#### BRIEF:
Produce a perfect copy of the listing, matching each line.

#### INPUT DATA:
Segment Open

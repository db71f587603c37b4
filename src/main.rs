use entity_graph_explorer::{App, init_logging};
use leptos::mount::mount_to_body;

fn main() {
	init_logging();
	mount_to_body(App);
}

Segment Closed

#### RESPONSE BOX:
repository db71f587603c37b4
filename src/main.rs
use entity_graph_explorer::{App, init_logging};
use leptos::mount::mount_to_body;

fn main() {
	init_logging();
	mount_to_body(App);
}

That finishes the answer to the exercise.